HashKey Exchange, a cryptocurrency trading platform rooted in Asia and operating out of Hong Kong, has officially unveiled its retail trading application today, marking a significant expansion of its services within the Hong Kong region.
During a conversation with The Block, HashKey’s COO, Livio Weng, shared that the Securities and Futures Commission has granted them the green light to roll out the app, catering to the needs of both seasoned investors and casual retail traders.
This app debut follows the platform’s initiation of retail trading capabilities on its website since August 28. Weng highlighted the substantial trading volumes they have experienced since catering to retail traders, noting that on October 30 alone, the platform saw trading volumes soar above $100 million. The trading pairs BTC-USD, ETH-USD, BTC-HKD, and ETH-HKD collectively contributed over $2.7 million to this figure.
Emphasizing the critical role of the app in facilitating retail trading, Weng mentioned, “Based on our findings, approximately 85% of users prefer trading via apps.”
In light of the recent JPEX crypto exchange fraud incident, the Securities and Futures Commission has adopted a stricter regulatory stance towards crypto exchanges. Just this month, the regulatory body announced the integration of two additional measures aimed at bolstering investor protection.
Weng disclosed that since July, the SFC has been meticulously reviewing their app, with HashKey submitting multiple rounds of additional documentation for the evaluation process.
At present, HashKey Exchange is accessible to users from 17 different regions, including places like Hong Kong, Singapore, Malaysia, Israel, the U.K., and the U.S. These users are able to link their bank cards and deposit funds in either Hong Kong dollars or U.S. dollars. “We facilitate deposits made in Hong Kong dollars and U.S. dollars,” Weng added.
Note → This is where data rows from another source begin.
use std::fs;
use std::path::Path;

use serde::Deserialize;
use voxdae_collada::GeometryLayout;
use voxdae_geom::Vec3;
use voxdae_mesh::MeshParams;

use crate::error::ConvertError;

/// Converter settings, loaded from an optional TOML file. Missing keys keep their defaults.
#[derive(Clone, Debug, PartialEq, Deserialize)]
#[serde(default, deny_unknown_fields)]
pub struct ConvertConfig {
    pub input_extension: String,
    pub output_extension: String,
    pub meta_extension: String,
    pub scale: f32,
    pub origin: [f32; 3],
    pub layout: GeometryLayout,
    /// Worker threads for directory inputs; 0 or 1 converts sequentially.
    pub jobs: usize,
}

impl Default for ConvertConfig {
    fn default() -> Self {
        Self {
            input_extension: "vxi".to_string(),
            output_extension: "dae".to_string(),
            meta_extension: "bytes".to_string(),
            scale: 1.0,
            origin: [0.0; 3],
            layout: GeometryLayout::Merged,
            jobs: 1,
        }
    }
}

impl ConvertConfig {
    pub fn load(path: &Path) -> Result<Self, ConvertError> {
        let text = fs::read_to_string(path).map_err(|e| ConvertError::read(path, e))?;
        let cfg = toml::from_str(&text).map_err(|source| ConvertError::Config {
            path: path.to_path_buf(),
            source,
        })?;
        log::debug!("loaded config from {}", path.display());
        Ok(cfg)
    }

    /// Rejects settings that would produce inside-out or non-finite geometry.
    pub fn validate(&self) -> Result<(), ConvertError> {
        if !(self.scale.is_finite() && self.scale > 0.0) {
            return Err(ConvertError::InvalidScale(self.scale));
        }
        Ok(())
    }

    pub fn mesh_params(&self) -> MeshParams {
        MeshParams {
            scale: self.scale,
            origin: Vec3::from_array(self.origin),
        }
    }
}
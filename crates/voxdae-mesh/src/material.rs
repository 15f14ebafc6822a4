use hashbrown::HashMap;
use voxdae_model::Rgb;

use crate::emit::{MaterialKey, QuadSink};
use crate::mesh_build::{IndexPair, MeshBuild, Quad, VertexData};

/// Per-color accumulator. Holds a standalone build with local indices and the index
/// list into the model-wide shared buffer.
#[derive(Clone, Debug)]
pub struct MaterialSet {
    pub color: Rgb,
    /// Palette index of the voxel that created this set; names the material.
    pub label: u8,
    pub build: MeshBuild,
    pub shared_idx: Vec<IndexPair>,
}

impl MaterialSet {
    fn new(key: MaterialKey) -> Self {
        Self {
            color: key.color,
            label: key.palette_index,
            build: MeshBuild::default(),
            shared_idx: Vec::new(),
        }
    }

    #[inline]
    pub fn quad_count(&self) -> usize {
        self.build.quad_count()
    }

    /// Diffuse color in `[0, 1]`.
    #[inline]
    pub fn diffuse(&self) -> [f32; 3] {
        self.color.to_unit()
    }
}

/// Output of one meshing pass: the merged vertex/normal buffer plus one material set per
/// distinct color, in first-encounter order.
#[derive(Default, Clone, Debug)]
pub struct ModelMesh {
    shared: VertexData,
    sets: Vec<MaterialSet>,
    by_color: HashMap<Rgb, usize>,
}

impl ModelMesh {
    pub fn new() -> Self {
        Self::default()
    }

    /// Model-wide positions and normals; indexed by every set's `shared_idx`.
    #[inline]
    pub fn shared(&self) -> &VertexData {
        &self.shared
    }

    #[inline]
    pub fn sets(&self) -> &[MaterialSet] {
        &self.sets
    }

    pub fn set_for(&self, color: Rgb) -> Option<&MaterialSet> {
        self.by_color.get(&color).map(|&i| &self.sets[i])
    }

    pub fn quad_count(&self) -> usize {
        self.sets.iter().map(MaterialSet::quad_count).sum()
    }

    #[inline]
    pub fn is_empty(&self) -> bool {
        self.sets.is_empty()
    }

    fn set_mut(&mut self, key: MaterialKey) -> &mut MaterialSet {
        let ix = match self.by_color.get(&key.color) {
            Some(&ix) => ix,
            None => {
                let ix = self.sets.len();
                self.sets.push(MaterialSet::new(key));
                self.by_color.insert(key.color, ix);
                log::trace!(
                    "material set {} for rgb({}, {}, {})",
                    key.palette_index,
                    key.color.r,
                    key.color.g,
                    key.color.b
                );
                ix
            }
        };
        &mut self.sets[ix]
    }
}

impl QuadSink for ModelMesh {
    fn add_quad(&mut self, key: MaterialKey, quad: &Quad) {
        let tris = self.shared.push_quad(quad);
        let set = self.set_mut(key);
        set.build.add_quad(quad);
        set.shared_idx.extend_from_slice(&tris);
    }
}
Looking ahead, HashKey plans to create its proprietary ERC-20 utility token, HSK, with the aim of driving growth within its ecosystem and rewarding contributors. The platform anticipates minting a total of 1 billion HSK tokens, allocating 65% for ecosystem development, 30% for staff incentives, and 5% for the company’s insurance vault, as detailed in their whitepaper.
Weng also shared plans for listing HSK on the exchange, although he anticipates that this might not occur until mid-next year.